Affected by higher costs and tighter interest rates, Fandicosta has entered negotiations with several interested parties in a sale, according to Faro de Vigo.
Fandicosta, founded in 1989, is comprised of an eponymous marketing firm and Casa Botas, Peixemar, Bonfrig, and a 50 percent share of Argentinean fishing firm Pesquera Cruz del Sur. It is a catcher and seller of frozen, chilled, and pre-cooked seafood products to foodservice outlets and food product manufacturers, selling mostly to European buyers.
WOFCO, created in 2016, has grown into an international seafood processor and trader, with operations in Holland, Ecuador, Peru, Argentina, the U.S.A., Morocco, Vietnam, and China. Between its founding and 2022, it registered annual growth rates of between 24 percent and 198 percent. It had EUR 330 million (USD 348 million) in sales in 2022 and has set the goal of EUR 400 million (EUR 421 million) in sales for 2023. Through the first six months of 2023, it had achieved EUR 180 million (USD 189.7 million) in sales and earnings before interest, taxes, depreciation, and amortization (EBITDA) of EUR 16.7 million (USD 17.6 million).
WOFCO is pursuing Fandicosta with the aim of increasing its vertical integration and warehousing capacity – Fandicosta’s 115,000-square-meter cold storage facility and its processing facilities in Vigo and Vilagarcía are the primary objects of WOFCO’s interest, according to Voz de Galicia.
Fandicosta’s owner, Ángel Martínez Varela, is eager to sell due to rising interest rates and the company’s EUR 72 million (USD 75.9 million) of short-term debt and EUR 24 million (USD 25.3 million) in long-term debt, which it mostly took on in 2021 to survive the Covid-19 pandemic. Fandicosta has suspended payments to suppliers until November, and at a company-wide meeting called in late September, a survival plan was presented that involved finding new owners.
"Selling is the only thing they can do," a Spanish industry source told Voz de Galicia.
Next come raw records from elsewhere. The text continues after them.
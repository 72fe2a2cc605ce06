//! Axum route handlers for the Resume API. All routes require a bearer token.

use axum::{
    extract::{Path, State},
    http::StatusCode,
    Json,
};
use serde::{Deserialize, Serialize};
use uuid::Uuid;

use crate::auth::extractor::CurrentUser;
use crate::errors::AppError;
use crate::models::resume::{HistoryEntry, Resume};
use crate::resumes::workflow::ResumeChanges;
use crate::state::AppState;

#[derive(Debug, Deserialize)]
pub struct CreateResumeRequest {
    pub title: String,
    pub content: String,
}

#[derive(Debug, Deserialize)]
pub struct UpdateResumeRequest {
    pub title: Option<String>,
    pub content: Option<String>,
}

#[derive(Debug, Deserialize)]
pub struct ImproveRequest {
    pub content: String,
}

/// Body of a successful improve: the recorded snapshot's content.
#[derive(Debug, Serialize)]
pub struct ImproveResponse {
    pub content: String,
}

/// POST /resumes
pub async fn handle_create_resume(
    State(state): State<AppState>,
    CurrentUser(user): CurrentUser,
    Json(req): Json<CreateResumeRequest>,
) -> Result<(StatusCode, Json<Resume>), AppError> {
    let resume = state
        .workflow
        .create_resume(&req.title, &req.content, &user)
        .await?;
    Ok((StatusCode::CREATED, Json(resume)))
}

/// GET /resumes
pub async fn handle_list_resumes(
    State(state): State<AppState>,
    CurrentUser(user): CurrentUser,
) -> Result<Json<Vec<Resume>>, AppError> {
    Ok(Json(state.workflow.list_resumes(&user).await?))
}

/// GET /resumes/:id
pub async fn handle_get_resume(
    State(state): State<AppState>,
    CurrentUser(user): CurrentUser,
    Path(id): Path<Uuid>,
) -> Result<Json<Resume>, AppError> {
    Ok(Json(state.workflow.get_resume(id, &user).await?))
}

/// PUT /resumes/:id
pub async fn handle_update_resume(
    State(state): State<AppState>,
    CurrentUser(user): CurrentUser,
    Path(id): Path<Uuid>,
    Json(req): Json<UpdateResumeRequest>,
) -> Result<Json<Resume>, AppError> {
    let changes = ResumeChanges {
        title: req.title,
        content: req.content,
    };
    Ok(Json(state.workflow.update_resume(id, changes, &user).await?))
}

/// DELETE /resumes/:id
pub async fn handle_delete_resume(
    State(state): State<AppState>,
    CurrentUser(user): CurrentUser,
    Path(id): Path<Uuid>,
) -> Result<StatusCode, AppError> {
    state.workflow.delete_resume(id, &user).await?;
    Ok(StatusCode::NO_CONTENT)
}

/// POST /resumes/:id/improve
///
/// Records a new history version and makes it the live content.
pub async fn handle_improve_resume(
    State(state): State<AppState>,
    CurrentUser(user): CurrentUser,
    Path(id): Path<Uuid>,
    Json(req): Json<ImproveRequest>,
) -> Result<Json<ImproveResponse>, AppError> {
    let entry = state
        .workflow
        .improve_resume(id, &req.content, &user)
        .await?;
    Ok(Json(ImproveResponse {
        content: entry.content,
    }))
}

/// GET /resumes/:id/history
pub async fn handle_resume_history(
    State(state): State<AppState>,
    CurrentUser(user): CurrentUser,
    Path(id): Path<Uuid>,
) -> Result<Json<Vec<HistoryEntry>>, AppError> {
    Ok(Json(state.workflow.get_resume_history(id, &user).await?))
}
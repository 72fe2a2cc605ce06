// Resume lifecycle: owner-scoped CRUD plus the improve/versioning path.
// Handlers stay thin; every rule lives in `workflow`.

pub mod handlers;
pub mod improver;
pub mod workflow;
Fandicosta is 12 percent owned by the state government of Galicia, which granted the company a EUR 3 million (USD 3.2 million) capital injection after it suffered through a fire that destroyed most of its processing plant in Domaio, knocking out 50 percent of its processing capacity for years afterwards.
Voz de Galicia reported many seafood companies in Spain’s Galicia region – the center of the country’s seafood industry – are struggling with higher costs and ballooning interest rates. It pointed to Nueva Pescanova, which is also seeking a sale, as the biggest example.